[Dataset records]
>>>
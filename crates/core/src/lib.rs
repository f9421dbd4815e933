//! Domain logic shared by the events plan server and client.
//!
//! Nothing in this crate performs I/O; database access lives in
//! `eventplan-db` and HTTP in `eventplan-api` / `eventplan-client`.

pub mod error;
pub mod patch;
pub mod photo;
pub mod roles;
pub mod search;
pub mod types;
//! Route definitions for the `/admin` resource.

use axum::routing::{delete, get, patch, post, put};
use axum::Router;

use crate::handlers::admin;
use crate::state::AppState;

/// Admin routes mounted at `/admin`.
///
/// ```text
/// GET    /events                   -> list_events
/// POST   /events                   -> create_event
/// PATCH  /events/{id}              -> update_event
/// PUT    /events/{id}              -> update_event
/// DELETE /events/{id}              -> delete_event
/// POST   /categories               -> create_category
/// DELETE /categories/{id}          -> delete_category
/// PUT    /settings/password        -> change_public_password
/// PUT    /settings/admin-password  -> change_admin_password
/// ```
///
/// All routes require the admin role (enforced by the `RequireAdmin`
/// extractor in each handler).
pub fn router() -> Router<AppState> {
    Router::new()
        .route(
            "/events",
            get(admin::list_events).post(admin::create_event),
        )
        .route(
            "/events/{id}",
            patch(admin::update_event)
                .put(admin::update_event)
                .delete(admin::delete_event),
        )
        .route("/categories", post(admin::create_category))
        .route("/categories/{id}", delete(admin::delete_category))
        .route("/settings/password", put(admin::change_public_password))
        .route("/settings/admin-password", put(admin::change_admin_password))
}
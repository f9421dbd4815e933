//! Handlers for event photos: batch upload, deletion and downloads.

use axum::extract::{Multipart, Path, State};
use axum::http::{header, StatusCode};
use axum::response::IntoResponse;
use axum::Json;
use eventplan_core::error::CoreError;
use eventplan_core::photo::validate_upload;
use eventplan_core::types::DbId;
use eventplan_db::models::photo::{fit_filename, CreatePhoto, PhotoUploadResponse};
use eventplan_db::repositories::photo_repo::PhotoFiles;
use eventplan_db::repositories::{CategoryRepo, PhotoRepo};

use crate::error::{AppError, AppResult};
use crate::handlers::events::find_event;
use crate::middleware::rbac::RequireEditor;
use crate::photo_store;
use crate::response::DataResponse;
use crate::state::AppState;

/// Multipart field names that carry files.
const FILE_FIELDS: &[&str] = &["files", "file"];

/// Outcome of reading one multipart file field.
enum FileRead {
    Complete(Vec<u8>),
    TooLarge,
}

/// POST /api/v1/events/{id}/photos
///
/// Accepts any number of `files` fields. Each file is validated and
/// processed on its own: rejected files are reported in `errors` and do not
/// prevent the others from being stored.
pub async fn upload_photos(
    RequireEditor(user): RequireEditor,
    State(state): State<AppState>,
    Path(event_id): Path<DbId>,
    mut multipart: Multipart,
) -> AppResult<(StatusCode, Json<DataResponse<PhotoUploadResponse>>)> {
    let event = find_event(&state.pool, event_id).await?;
    let category = CategoryRepo::find_by_id(&state.pool, event.category_id)
        .await?
        .ok_or(AppError::Core(CoreError::NotFound {
            entity: "Category",
            id: event.category_id,
        }))?;

    let upload = &state.config.upload;
    let max_bytes = upload.max_upload_bytes();
    let mut response = PhotoUploadResponse::default();
    let mut seen_files = 0usize;

    while let Some(mut field) = multipart
        .next_field()
        .await
        .map_err(|e| AppError::BadRequest(e.to_string()))?
    {
        let name = field.name().unwrap_or("").to_string();
        if !FILE_FIELDS.contains(&name.as_str()) {
            continue; // ignore unknown fields
        }
        seen_files += 1;

        let filename = field.file_name().map(str::to_string);
        let content_type = field.content_type().map(str::to_string);
        let display_name = filename.clone().unwrap_or_else(|| "unnamed".to_string());

        if let Err(e) = validate_upload(filename.as_deref(), content_type.as_deref()) {
            response.errors.push(file_error(&display_name, &e));
            continue;
        }

        let mut content = Vec::new();
        let read = loop {
            match field
                .chunk()
                .await
                .map_err(|e| AppError::BadRequest(e.to_string()))?
            {
                Some(chunk) if content.len() + chunk.len() > max_bytes => break FileRead::TooLarge,
                Some(chunk) => content.extend_from_slice(&chunk),
                None => break FileRead::Complete(content),
            }
        };
        let content = match read {
            FileRead::Complete(content) => content,
            FileRead::TooLarge => {
                response.errors.push(format!(
                    "File '{display_name}': File too large. Maximum size: {}MB",
                    upload.max_upload_size_mb
                ));
                continue;
            }
        };

        let file_size = content.len() as i64;
        let paths = match photo_store::save(upload, event_id, category.month, content).await {
            Ok(paths) => paths,
            Err(e) => {
                response.errors.push(file_error(&display_name, &e));
                continue;
            }
        };

        let input = CreatePhoto {
            event_id,
            filename: fit_filename(&display_name),
            original_path: paths.original.clone(),
            thumbnail_path: paths.thumbnail.clone(),
            file_size,
        };
        match PhotoRepo::create(&state.pool, &input).await {
            Ok(photo) => response.photos.push(photo),
            Err(e) => {
                tracing::error!(event_id, error = %e, "Failed to record photo");
                photo_store::delete_files(
                    upload,
                    &PhotoFiles {
                        original_path: paths.original,
                        thumbnail_path: paths.thumbnail,
                    },
                )
                .await;
                response
                    .errors
                    .push(format!("File '{display_name}': Failed to save photo"));
            }
        }
    }

    if seen_files == 0 {
        return Err(AppError::BadRequest("No files provided".into()));
    }

    tracing::info!(
        event_id,
        role = %user.role,
        uploaded = response.photos.len(),
        rejected = response.errors.len(),
        "Photos uploaded"
    );
    Ok((StatusCode::CREATED, Json(DataResponse { data: response })))
}

/// DELETE /api/v1/photos/{id}
///
/// Removes the row, then the files. File removal is best-effort.
pub async fn delete_photo(
    RequireEditor(_user): RequireEditor,
    State(state): State<AppState>,
    Path(id): Path<DbId>,
) -> AppResult<StatusCode> {
    let photo = PhotoRepo::find_by_id(&state.pool, id)
        .await?
        .ok_or(AppError::Core(CoreError::NotFound { entity: "Photo", id }))?;

    if !PhotoRepo::delete(&state.pool, id).await? {
        return Err(AppError::Core(CoreError::NotFound { entity: "Photo", id }));
    }

    photo_store::delete_files(
        &state.config.upload,
        &PhotoFiles {
            original_path: photo.original_path,
            thumbnail_path: photo.thumbnail_path,
        },
    )
    .await;

    tracing::info!(photo_id = id, event_id = photo.event_id, "Photo deleted");
    Ok(StatusCode::NO_CONTENT)
}

/// GET /api/v1/photos/{id}/original
///
/// The processed full-size JPEG as an attachment named after the client's
/// original file.
pub async fn download_original(
    State(state): State<AppState>,
    Path(id): Path<DbId>,
) -> AppResult<impl IntoResponse> {
    let photo = PhotoRepo::find_by_id(&state.pool, id)
        .await?
        .ok_or(AppError::Core(CoreError::NotFound { entity: "Photo", id }))?;

    let bytes = photo_store::read(&state.config.upload, &photo.original_path)
        .await?
        .ok_or(AppError::Core(CoreError::NotFound {
            entity: "Photo file",
            id,
        }))?;

    Ok((
        StatusCode::OK,
        [
            (header::CONTENT_TYPE, "image/jpeg".to_string()),
            (header::CONTENT_DISPOSITION, attachment(&photo.filename)),
        ],
        bytes,
    ))
}

/// GET /api/v1/events/{id}/photos/zip
///
/// Every original of the event in one deflated archive. Files missing from
/// disk are skipped.
pub async fn download_zip(
    RequireEditor(_user): RequireEditor,
    State(state): State<AppState>,
    Path(event_id): Path<DbId>,
) -> AppResult<impl IntoResponse> {
    let event = find_event(&state.pool, event_id).await?;
    let photos = PhotoRepo::list_by_event(&state.pool, event_id).await?;
    if photos.is_empty() {
        return Err(AppError::Core(CoreError::NotFound {
            entity: "Photos for event",
            id: event_id,
        }));
    }

    let mut entries = Vec::with_capacity(photos.len());
    for photo in photos {
        match photo_store::read(&state.config.upload, &photo.original_path).await? {
            Some(bytes) => entries.push((photo.id, photo.filename, bytes)),
            None => tracing::warn!(photo_id = photo.id, "Photo file missing from disk"),
        }
    }

    let archive = tokio::task::spawn_blocking(move || photo_store::build_zip(entries))
        .await
        .map_err(|e| AppError::InternalError(format!("ZIP task failed: {e}")))??;

    let safe_name: String = event
        .name
        .chars()
        .take(50)
        .map(|c| if c.is_alphanumeric() || " -_".contains(c) { c } else { '_' })
        .collect();
    let filename = format!("photos_{safe_name}_{event_id}.zip");

    Ok((
        StatusCode::OK,
        [
            (header::CONTENT_TYPE, "application/zip".to_string()),
            (header::CONTENT_DISPOSITION, attachment(&filename)),
        ],
        archive,
    ))
}

/// Per-file error entry: `File '<name>': <detail>`.
fn file_error(name: &str, err: &CoreError) -> String {
    let detail = match err {
        CoreError::Validation(msg) => msg.clone(),
        CoreError::Internal(msg) => {
            tracing::error!(file = name, error = %msg, "Photo processing failed");
            "Failed to process image".to_string()
        }
        other => other.to_string(),
    };
    format!("File '{name}': {detail}")
}

/// `Content-Disposition: attachment` with an ASCII fallback name and the
/// RFC 5987 UTF-8 name.
fn attachment(filename: &str) -> String {
    let fallback: String = filename
        .chars()
        .map(|c| {
            if (c.is_ascii_graphic() && c != '"' && c != '\\') || c == ' ' {
                c
            } else {
                '_'
            }
        })
        .collect();

    let mut encoded = String::with_capacity(filename.len() * 3);
    for b in filename.bytes() {
        if b.is_ascii_alphanumeric() || b"-._~".contains(&b) {
            encoded.push(char::from(b));
        } else {
            encoded.push_str(&format!("%{b:02X}"));
        }
    }

    format!("attachment; filename=\"{fallback}\"; filename*=UTF-8''{encoded}")
}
<<<
#### [WHAT THE TASK ASKS]
Set down exactly the lines of the data above, beginning with the line that has "use eventplan_core::photo::validate_upload;" and ending with the line that has "const FILE_FIELDS: &[&str]", and no others.

#### [EXERCISE RESPONSE]
use eventplan_core::photo::validate_upload;
use eventplan_core::types::DbId;
use eventplan_db::models::photo::{fit_filename, CreatePhoto, PhotoUploadResponse};
use eventplan_db::repositories::photo_repo::PhotoFiles;
use eventplan_db::repositories::{CategoryRepo, PhotoRepo};

use crate::error::{AppError, AppResult};
use crate::handlers::events::find_event;
use crate::middleware::rbac::RequireEditor;
use crate::photo_store;
use crate::response::DataResponse;
use crate::state::AppState;

/// Multipart field names that carry files.
const FILE_FIELDS: &[&str] = &["files", "file"];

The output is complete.